── DATA FOR ANALYSIS ──

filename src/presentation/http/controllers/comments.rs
// src/presentation/http/controllers/comments.rs
use crate::application::{
    commands::comments::{AddCommentCommand, DeleteCommentCommand},
    dto::{CommentDto, DeletedCommentDto},
    projection::Viewer,
};
use crate::presentation::http::error::{HttpResult, IntoHttpResult};
use crate::presentation::http::extractors::{Authenticated, MaybeAuthenticated};
use crate::presentation::http::state::HttpState;
use axum::{Extension, Json, extract::Path, http::StatusCode};
use serde::{Deserialize, Serialize};

#[derive(Debug, Deserialize)]
pub struct CommentRequest {
    pub comment: NewCommentBody,
}

#[derive(Debug, Deserialize)]
pub struct NewCommentBody {
    pub body: String,
}

#[derive(Debug, Serialize, Deserialize)]
pub struct CommentResponse {
    pub comment: CommentDto,
}

#[derive(Debug, Serialize, Deserialize)]
pub struct CommentsResponse {
    pub comments: Vec<CommentDto>,
}

pub async fn list_comments(
    Extension(state): Extension<HttpState>,
    actor: MaybeAuthenticated,
    Path(slug): Path<String>,
) -> HttpResult<Json<CommentsResponse>> {
    let comments = state
        .services
        .comment_queries
        .list_comments(&Viewer::from_actor(actor.user()), &slug)
        .await
        .into_http()?;

    Ok(Json(CommentsResponse { comments }))
}

pub async fn add_comment(
    Extension(state): Extension<HttpState>,
    Authenticated { user, .. }: Authenticated,
    Path(slug): Path<String>,
    Json(payload): Json<CommentRequest>,
) -> HttpResult<(StatusCode, Json<CommentResponse>)> {
    let command = AddCommentCommand {
        slug,
        body: payload.comment.body,
    };

    let comment = state
        .services
        .comment_commands
        .add_comment(&user, command)
        .await
        .into_http()?;

    Ok((StatusCode::CREATED, Json(CommentResponse { comment })))
}

pub async fn delete_comment(
    Extension(state): Extension<HttpState>,
    Authenticated { user, .. }: Authenticated,
    Path((slug, comment_id)): Path<(String, i64)>,
) -> HttpResult<Json<DeletedCommentDto>> {
    state
        .services
        .comment_commands
        .delete_comment(&user, DeleteCommentCommand { slug, comment_id })
        .await
        .into_http()?;

    Ok(Json(DeletedCommentDto {
        message: "Comment deleted successfully".into(),
        deleted_comment_id: comment_id,
    }))
}
mod feed;
mod get_by_slug;
mod list;
mod service;

pub use feed::FeedQuery;
pub use get_by_slug::{GetArticleBySlugQuery, load_article_by_slug};
pub use list::ListArticlesQuery;
pub use service::ArticleQueryService;
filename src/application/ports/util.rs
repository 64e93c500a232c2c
// src/application/ports/util.rs
/// Turns free text into a URL-safe slug base. Must be deterministic and
/// idempotent on its own output; may return an empty string.
pub trait SlugGenerator: Send + Sync {
    fn slugify(&self, input: &str) -> String;
}
// src/infrastructure/security/token.rs
use crate::application::{
    dto::{AuthTokenDto, AuthenticatedUser, TokenSubject},
    error::{ApplicationError, ApplicationResult},
    ports::security::TokenManager,
};
use async_trait::async_trait;
use biscuit_auth::{
    Biscuit, KeyPair, PrivateKey, PublicKey,
    builder::{Algorithm, AuthorizerBuilder, Term},
};
use chrono::{DateTime, Duration as ChronoDuration, Utc};
use std::{
    collections::HashMap,
    sync::Arc,
    time::{Duration, SystemTime},
};

const TOKEN_CODE: &str = r#"
    user({uid}, {uname});
    issued_at({issued});
    expires_at({exp});
    check if time($now), $now >= {issued};
    check if time($now), $now <= {exp};
"#;

/// Issues and verifies Ed25519-signed biscuit tokens carrying the user id and
/// name plus validity window checks.
#[derive(Clone)]
pub struct BiscuitTokenManager {
    root: Arc<KeyPair>,
    public: PublicKey,
    ttl: Duration,
}

impl BiscuitTokenManager {
    pub fn new(private_key_hex: &str, ttl: Duration) -> ApplicationResult<Self> {
        let private = PrivateKey::from_bytes_hex(private_key_hex, Algorithm::Ed25519)
            .map_err(|err| ApplicationError::infrastructure(err.to_string()))?;
        let keypair = KeyPair::from(&private);
        let public = keypair.public();

        Ok(Self {
            root: Arc::new(keypair),
            public,
            ttl,
        })
    }
}

fn token_params(
    subject: &TokenSubject,
    issued_at: SystemTime,
    expires_at: SystemTime,
) -> HashMap<String, Term> {
    let mut params: HashMap<String, Term> = HashMap::new();
    params.insert("uid".to_string(), i64::from(subject.user_id).into());
    params.insert("uname".to_string(), subject.username.clone().into());
    params.insert("issued".to_string(), issued_at.into());
    params.insert("exp".to_string(), expires_at.into());
    params
}

fn build_and_serialize_biscuit(
    params: HashMap<String, Term>,
    root: &KeyPair,
) -> ApplicationResult<String> {
    let token = Biscuit::builder()
        .code_with_params(TOKEN_CODE, params, HashMap::new())
        .map_err(|err| ApplicationError::infrastructure(err.to_string()))?
        .build(root)
        .map_err(|err| ApplicationError::infrastructure(err.to_string()))?;

    token
        .seal()
        .map_err(|err| ApplicationError::infrastructure(err.to_string()))?
        .to_base64()
        .map_err(|err| ApplicationError::infrastructure(err.to_string()))
}

fn expires_in_seconds(ttl: Duration) -> i64 {
    ChronoDuration::from_std(ttl)
        .map(|ttl| ttl.num_seconds())
        .unwrap_or(i64::MAX)
        .max(0)
}

#[async_trait]
impl TokenManager for BiscuitTokenManager {
    async fn issue(&self, subject: TokenSubject) -> ApplicationResult<AuthTokenDto> {
        let issued_at = SystemTime::now();
        let expires_at = issued_at
            .checked_add(self.ttl)
            .ok_or_else(|| ApplicationError::infrastructure("token expiration overflow"))?;

        let token = build_and_serialize_biscuit(
            token_params(&subject, issued_at, expires_at),
            self.root.as_ref(),
        )?;

        Ok(AuthTokenDto {
            token,
            issued_at: DateTime::<Utc>::from(issued_at),
            expires_at: DateTime::<Utc>::from(expires_at),
            expires_in: expires_in_seconds(self.ttl),
        })
    }

    async fn authenticate(&self, token: &str) -> ApplicationResult<AuthenticatedUser> {
        let biscuit = Biscuit::from_base64(token, self.public)
            .map_err(|err| ApplicationError::unauthorized(err.to_string()))?;

        // Evaluates the validity window checks embedded at issue time.
        let mut authorizer = AuthorizerBuilder::new()
            .time()
            .code("allow if true")
            .map_err(|err| ApplicationError::infrastructure(err.to_string()))?
            .build(&biscuit)
            .map_err(|err| ApplicationError::unauthorized(err.to_string()))?;

        authorizer
            .authorize()
            .map_err(|err| ApplicationError::unauthorized(err.to_string()))?;

        let view = biscuit
            .authorizer()
            .map_err(|err| ApplicationError::unauthorized(err.to_string()))?;
        let (facts, _, _, _) = view.dump();

        super::claims::parse_claims(facts)
    }
}
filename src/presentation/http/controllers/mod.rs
// src/presentation/http/controllers/mod.rs
pub mod articles;
pub mod comments;
pub mod profiles;
pub mod users;

use crate::application::error::{ApplicationError, ApplicationResult};
use crate::domain::pagination::PageRequest;

/// Query-string window. Signed so negative input is reported as a validation
/// error rather than a parse failure.
#[derive(Debug, Default, serde::Deserialize)]
pub struct PageParams {
    pub limit: Option<i64>,
    pub offset: Option<i64>,
}

impl PageParams {
    pub fn to_page(&self) -> ApplicationResult<PageRequest> {
        let limit = self
            .limit
            .map(|limit| {
                u32::try_from(limit)
                    .map_err(|_| ApplicationError::validation("limit must be between 1 and 100"))
            })
            .transpose()?;
        let offset = self
            .offset
            .map(|offset| {
                if offset < 0 {
                    return Err(ApplicationError::validation("offset must be zero or greater"));
                }
                u32::try_from(offset).map_err(|_| {
                    ApplicationError::validation(format!("offset must not exceed {}", u32::MAX))
                })
            })
            .transpose()?;

        Ok(PageRequest::new(limit, offset)?)
    }
}
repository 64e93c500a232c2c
// src/application/queries/users/mod.rs
mod current;

use std::sync::Arc;

use crate::domain::user::UserRepository;

/// Read side of the caller's own account.
pub struct UserQueryService {
    user_repo: Arc<dyn UserRepository>,
}

impl UserQueryService {
    pub fn new(user_repo: Arc<dyn UserRepository>) -> Self {
        Self { user_repo }
    }
}
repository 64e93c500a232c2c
pub mod articles;
pub mod auth;
pub mod comments;
pub mod pagination;
pub mod profiles;
pub mod serde_time;
pub mod users;

pub use articles::{ArticleDto, ArticleShape, DeletedArticleDto};
pub use auth::{AuthTokenDto, AuthenticatedUser, TokenSubject};
pub use comments::{CommentDto, DeletedCommentDto};
pub use pagination::ArticlePage;
pub use profiles::ProfileDto;
pub use users::UserDto;
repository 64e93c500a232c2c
pub mod http;
mod add;
mod delete;
mod service;

pub use add::AddCommentCommand;
pub use delete::DeleteCommentCommand;
pub use service::CommentCommandService;
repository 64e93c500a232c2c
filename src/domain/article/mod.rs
pub mod entity;
pub mod repository;
pub mod services;
pub mod specifications;
pub mod value_objects;

pub use entity::{Article, ArticleFilter, ArticleRecord, ArticleUpdate, NewArticle};
pub use repository::{ArticleReadRepository, ArticleWriteRepository};
pub use value_objects::{
    ArticleBody, ArticleDescription, ArticleId, ArticleSlug, ArticleTitle, MAX_SLUG_LEN, TagList,
};
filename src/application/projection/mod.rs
// src/application/projection/mod.rs
//! Viewer-relative shaping of raw records. Every field that depends on who is
//! asking (today: `following`) is resolved here, once per batch.
mod articles;
mod relations;
mod viewer;

pub use articles::ArticleProjector;
pub use relations::{FollowMap, RelationshipResolver};
pub use viewer::Viewer;
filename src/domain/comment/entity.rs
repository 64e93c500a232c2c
use crate::domain::article::{ArticleId, specifications::ArticleSpecification};
use crate::domain::errors::{DomainError, DomainResult};
use crate::domain::user::{AuthorProfile, UserId};
use chrono::{DateTime, Utc};

#[derive(Debug, Clone, Copy, PartialEq, Eq, Hash)]
pub struct CommentId(pub i64);

impl CommentId {
    pub fn new(id: i64) -> DomainResult<Self> {
        if id <= 0 {
            Err(DomainError::Validation(
                "comment id must be positive".into(),
            ))
        } else {
            Ok(Self(id))
        }
    }
}

impl From<CommentId> for i64 {
    fn from(value: CommentId) -> Self {
        value.0
    }
}

#[derive(Debug, Clone, PartialEq, Eq)]
pub struct CommentBody(String);

impl CommentBody {
    pub fn new(value: impl Into<String>) -> DomainResult<Self> {
        let value = value.into();
        if value.trim().is_empty() {
            return Err(DomainError::Validation("comment cannot be empty".into()));
        }
        Ok(Self(value))
    }

    pub fn as_str(&self) -> &str {
        &self.0
    }
}

impl From<CommentBody> for String {
    fn from(value: CommentBody) -> Self {
        value.0
    }
}

#[derive(Debug, Clone)]
pub struct Comment {
    pub id: CommentId,
    pub article_id: ArticleId,
    pub author_id: UserId,
    pub body: CommentBody,
    pub created_at: DateTime<Utc>,
    pub updated_at: DateTime<Utc>,
}

#[derive(Debug, Clone)]
pub struct CommentRecord {
    pub comment: Comment,
    pub author: AuthorProfile,
}

#[derive(Debug, Clone)]
pub struct NewComment {
    pub article_id: ArticleId,
    pub author_id: UserId,
    pub body: CommentBody,
    pub created_at: DateTime<Utc>,
}

pub struct CanDeleteCommentSpec<'a> {
    comment: &'a Comment,
    user_id: UserId,
}

impl<'a> CanDeleteCommentSpec<'a> {
    pub fn new(comment: &'a Comment, user_id: UserId) -> Self {
        Self { comment, user_id }
    }
}

impl ArticleSpecification for CanDeleteCommentSpec<'_> {
    fn is_satisfied(&self) -> bool {
        self.comment.author_id == self.user_id
    }
}
use crate::application::dto::AuthenticatedUser;
use crate::domain::user::UserId;

/// Who is asking. Built per request, never stored.
#[derive(Debug, Clone, Copy, PartialEq, Eq, Default)]
pub enum Viewer {
    #[default]
    Anonymous,
    User(UserId),
}

impl Viewer {
    pub fn from_actor(actor: Option<&AuthenticatedUser>) -> Self {
        actor.map_or(Self::Anonymous, Self::from)
    }

    pub fn user_id(&self) -> Option<UserId> {
        match self {
            Self::Anonymous => None,
            Self::User(id) => Some(*id),
        }
    }
}

impl From<&AuthenticatedUser> for Viewer {
    fn from(actor: &AuthenticatedUser) -> Self {
        Self::User(actor.id)
    }
}
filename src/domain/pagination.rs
// src/domain/pagination.rs
use crate::domain::errors::{DomainError, DomainResult};

pub const DEFAULT_LIMIT: u32 = 20;
pub const MAX_LIMIT: u32 = 100;

/// Offset/limit window applied after all filtering.
#[derive(Debug, Clone, Copy, PartialEq, Eq)]
pub struct PageRequest {
    limit: u32,
    offset: u32,
}

impl PageRequest {
    pub fn new(limit: Option<u32>, offset: Option<u32>) -> DomainResult<Self> {
        let limit = limit.unwrap_or(DEFAULT_LIMIT);
        if !(1..=MAX_LIMIT).contains(&limit) {
            return Err(DomainError::Validation(format!(
                "limit must be between 1 and {MAX_LIMIT}"
            )));
        }

        Ok(Self {
            limit,
            offset: offset.unwrap_or(0),
        })
    }

    pub fn limit(&self) -> u32 {
        self.limit
    }

    pub fn offset(&self) -> u32 {
        self.offset
    }

    /// Apply the window to an already filtered, already ordered sequence.
    pub fn slice<T>(&self, items: Vec<T>) -> Vec<T> {
        items
            .into_iter()
            .skip(self.offset as usize)
            .take(self.limit as usize)
            .collect()
    }
}

impl Default for PageRequest {
    fn default() -> Self {
        Self {
            limit: DEFAULT_LIMIT,
            offset: 0,
        }
    }
}
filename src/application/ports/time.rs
// src/application/ports/time.rs
use chrono::{DateTime, Utc};

/// Source of `created_at` / `updated_at` stamps. Injected so tests can pin time.
pub trait Clock: Send + Sync {
    fn now(&self) -> DateTime<Utc>;
}
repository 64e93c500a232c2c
// src/infrastructure/repositories/postgres_article.rs
use super::map_sqlx;
use crate::domain::article::{
    Article, ArticleBody, ArticleDescription, ArticleFilter, ArticleId, ArticleReadRepository,
    ArticleRecord, ArticleSlug, ArticleTitle, ArticleUpdate, ArticleWriteRepository, NewArticle,
    TagList,
};
use crate::domain::errors::{DomainError, DomainResult};
use crate::domain::pagination::PageRequest;
use crate::domain::user::{AuthorProfile, UserId, Username};
use async_trait::async_trait;
use chrono::{DateTime, Utc};
use sqlx::{FromRow, PgPool, Postgres, QueryBuilder};

const ARTICLE_COLUMNS: &str =
    "id, slug, title, description, body, tag_list, author_id, created_at, updated_at";

const RECORD_SELECT: &str = "SELECT a.id, a.slug, a.title, a.description, a.body, a.tag_list, \
     a.author_id, a.created_at, a.updated_at, \
     u.username AS author_username, u.bio AS author_bio, u.image AS author_image \
     FROM articles a JOIN users u ON u.id = a.author_id";

#[derive(Clone)]
pub struct PostgresArticleWriteRepository {
    pool: PgPool,
}

impl PostgresArticleWriteRepository {
    pub fn new(pool: PgPool) -> Self {
        Self { pool }
    }
}

#[derive(Clone)]
pub struct PostgresArticleReadRepository {
    pool: PgPool,
}

impl PostgresArticleReadRepository {
    pub fn new(pool: PgPool) -> Self {
        Self { pool }
    }
}

#[derive(Debug, FromRow)]
struct ArticleRow {
    id: i64,
    slug: String,
    title: String,
    description: String,
    body: String,
    tag_list: Vec<String>,
    author_id: i64,
    created_at: DateTime<Utc>,
    updated_at: DateTime<Utc>,
}

impl TryFrom<ArticleRow> for Article {
    type Error = DomainError;

    fn try_from(row: ArticleRow) -> Result<Self, Self::Error> {
        Ok(Article {
            id: ArticleId::new(row.id)?,
            slug: ArticleSlug::new(row.slug)?,
            title: ArticleTitle::new(row.title)?,
            description: ArticleDescription::new(row.description)?,
            body: ArticleBody::new(row.body)?,
            tag_list: TagList::new(row.tag_list),
            author_id: UserId::new(row.author_id)?,
            created_at: row.created_at,
            updated_at: row.updated_at,
        })
    }
}

#[derive(Debug, FromRow)]
struct ArticleRecordRow {
    #[sqlx(flatten)]
    article: ArticleRow,
    author_username: String,
    author_bio: Option<String>,
    author_image: Option<String>,
}

impl TryFrom<ArticleRecordRow> for ArticleRecord {
    type Error = DomainError;

    fn try_from(row: ArticleRecordRow) -> Result<Self, Self::Error> {
        let article = Article::try_from(row.article)?;
        let author = AuthorProfile {
            id: article.author_id,
            username: Username::new(row.author_username)?,
            bio: row.author_bio,
            image: row.author_image,
        };
        Ok(ArticleRecord { article, author })
    }
}

#[async_trait]
impl ArticleWriteRepository for PostgresArticleWriteRepository {
    async fn insert(&self, article: NewArticle) -> DomainResult<Article> {
        let NewArticle {
            slug,
            title,
            description,
            body,
            tag_list,
            author_id,
            created_at,
            updated_at,
        } = article;

        let row = sqlx::query_as::<_, ArticleRow>(&format!(
            "INSERT INTO articles (slug, title, description, body, tag_list, author_id, created_at, updated_at)
             VALUES ($1, $2, $3, $4, $5, $6, $7, $8)
             RETURNING {ARTICLE_COLUMNS}"
        ))
        .bind(slug.as_str())
        .bind(title.as_str())
        .bind(description.as_str())
        .bind(body.as_str())
        .bind(tag_list.into_inner())
        .bind(i64::from(author_id))
        .bind(created_at)
        .bind(updated_at)
        .fetch_one(&self.pool)
        .await
        .map_err(map_sqlx)?;

        Article::try_from(row)
    }

    async fn update(&self, update: ArticleUpdate) -> DomainResult<Article> {
        let ArticleUpdate {
            id,
            title,
            slug,
            description,
            body,
            tag_list,
            updated_at,
        } = update;

        let mut builder: QueryBuilder<Postgres> =
            QueryBuilder::new("UPDATE articles SET updated_at = ");
        builder.push_bind(updated_at);

        if let Some(title) = title {
            builder.push(", title = ");
            builder.push_bind(String::from(title));
        }

        if let Some(slug) = slug {
            builder.push(", slug = ");
            builder.push_bind(String::from(slug));
        }

        if let Some(description) = description {
            builder.push(", description = ");
            builder.push_bind(String::from(description));
        }

        if let Some(body) = body {
            builder.push(", body = ");
            builder.push_bind(String::from(body));
        }

        if let Some(tag_list) = tag_list {
            builder.push(", tag_list = ");
            builder.push_bind(tag_list.into_inner());
        }

        builder.push(" WHERE id = ");
        builder.push_bind(i64::from(id));
        builder.push(" RETURNING ");
        builder.push(ARTICLE_COLUMNS);

        let row = builder
            .build_query_as::<ArticleRow>()
            .fetch_optional(&self.pool)
            .await
            .map_err(map_sqlx)?
            .ok_or_else(|| DomainError::NotFound("article not found".into()))?;

        Article::try_from(row)
    }

    async fn delete(&self, id: ArticleId) -> DomainResult<()> {
        let result = sqlx::query("DELETE FROM articles WHERE id = $1")
            .bind(i64::from(id))
            .execute(&self.pool)
            .await
            .map_err(map_sqlx)?;
        if result.rows_affected() == 0 {
            return Err(DomainError::NotFound("article not found".into()));
        }
        Ok(())
    }
}

impl PostgresArticleReadRepository {
    fn apply_filter(builder: &mut QueryBuilder<'_, Postgres>, filter: &ArticleFilter) {
        if let Some(authors) = &filter.authors {
            let ids: Vec<i64> = authors.iter().copied().map(i64::from).collect();
            builder.push(" WHERE a.author_id = ANY(");
            builder.push_bind(ids);
            builder.push(")");
        }
    }

    async fn fetch_one_record(
        &self,
        builder: &mut QueryBuilder<'_, Postgres>,
    ) -> DomainResult<Option<ArticleRecord>> {
        let row = builder
            .build_query_as::<ArticleRecordRow>()
            .fetch_optional(&self.pool)
            .await
            .map_err(map_sqlx)?;

        row.map(ArticleRecord::try_from).transpose()
    }
}

#[async_trait]
impl ArticleReadRepository for PostgresArticleReadRepository {
    async fn find_by_slug(&self, slug: &ArticleSlug) -> DomainResult<Option<ArticleRecord>> {
        let mut builder: QueryBuilder<Postgres> = QueryBuilder::new(RECORD_SELECT);
        builder.push(" WHERE a.slug = ");
        builder.push_bind(slug.as_str().to_owned());
        self.fetch_one_record(&mut builder).await
    }

    async fn list(
        &self,
        filter: &ArticleFilter,
        page: Option<PageRequest>,
    ) -> DomainResult<Vec<ArticleRecord>> {
        let mut builder: QueryBuilder<Postgres> = QueryBuilder::new(RECORD_SELECT);
        Self::apply_filter(&mut builder, filter);
        builder.push(" ORDER BY a.created_at DESC, a.id DESC");

        if let Some(page) = page {
            builder.push(" LIMIT ");
            builder.push_bind(i64::from(page.limit()));
            builder.push(" OFFSET ");
            builder.push_bind(i64::from(page.offset()));
        }

        let rows = builder
            .build_query_as::<ArticleRecordRow>()
            .fetch_all(&self.pool)
            .await
            .map_err(map_sqlx)?;

        rows.into_iter().map(ArticleRecord::try_from).collect()
    }

    async fn count(&self, filter: &ArticleFilter) -> DomainResult<u64> {
        let mut builder: QueryBuilder<Postgres> =
            QueryBuilder::new("SELECT COUNT(1) FROM articles a");
        Self::apply_filter(&mut builder, filter);

        let count = builder
            .build_query_scalar::<i64>()
            .fetch_one(&self.pool)
            .await
            .map_err(map_sqlx)?;

        Ok(u64::try_from(count).unwrap_or_default())
    }
}
use std::sync::Arc;

use crate::application::ports::time::Clock;
use crate::domain::{
    article::ArticleReadRepository, comment::CommentRepository, user::UserRepository,
};

pub struct CommentCommandService {
    pub(super) article_repo: Arc<dyn ArticleReadRepository>,
    pub(super) comment_repo: Arc<dyn CommentRepository>,
    pub(super) user_repo: Arc<dyn UserRepository>,
    pub(super) clock: Arc<dyn Clock>,
}

impl CommentCommandService {
    pub fn new(
        article_repo: Arc<dyn ArticleReadRepository>,
        comment_repo: Arc<dyn CommentRepository>,
        user_repo: Arc<dyn UserRepository>,
        clock: Arc<dyn Clock>,
    ) -> Self {
        Self {
            article_repo,
            comment_repo,
            user_repo,
            clock,
        }
    }
}
use serde::{Deserialize, Serialize};

use super::ArticleDto;

/// One page of a listing. `articles_count` is the total after filtering and
/// before the offset/limit window.
#[derive(Debug, Clone, Serialize, Deserialize)]
#[serde(rename_all = "camelCase")]
pub struct ArticlePage {
    pub articles: Vec<ArticleDto>,
    pub articles_count: u64,
}

impl ArticlePage {
    pub fn new(articles: Vec<ArticleDto>, articles_count: u64) -> Self {
        Self {
            articles,
            articles_count,
        }
    }

    pub fn empty() -> Self {
        Self::new(Vec::new(), 0)
    }
}
use super::{UserCommandService, password::validate_password};
use crate::{
    application::{
        dto::{AuthenticatedUser, UserDto},
        error::ApplicationResult,
    },
    domain::user::{Email, PasswordHash, UserUpdate, Username},
};

#[derive(Default)]
pub struct UpdateUserCommand {
    pub email: Option<String>,
    pub username: Option<String>,
    pub password: Option<String>,
    pub bio: Option<String>,
    pub image: Option<String>,
}

impl UserCommandService {
    pub async fn update_user(
        &self,
        actor: &AuthenticatedUser,
        command: UpdateUserCommand,
    ) -> ApplicationResult<UserDto> {
        let email = command.email.map(Email::new).transpose()?;
        let username = command.username.map(Username::new).transpose()?;

        self.ensure_identity_available(email.as_ref(), username.as_ref(), Some(actor.id))
            .await?;

        let mut update = UserUpdate::new(actor.id, self.clock.now());
        if let Some(email) = email {
            update = update.with_email(email);
        }
        if let Some(username) = username {
            update = update.with_username(username);
        }
        if let Some(password) = command.password {
            validate_password(&password)?;
            let hashed = self.password_hasher.hash(&password).await?;
            update = update.with_password_hash(PasswordHash::new(hashed)?);
        }
        if let Some(bio) = command.bio {
            update = update.with_bio(bio);
        }
        if let Some(image) = command.image {
            update = update.with_image(image);
        }

        let user = self.user_repo.update(update).await?;
        self.with_fresh_token(user).await
    }
}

───

**REQUIRED ACTION**: Select the lines in this material that hold the word "validity", leaving none out.

**RESULT OF THIS EXERCISE**:
/// name plus validity window checks.
        // Evaluates the validity window checks embedded at issue time.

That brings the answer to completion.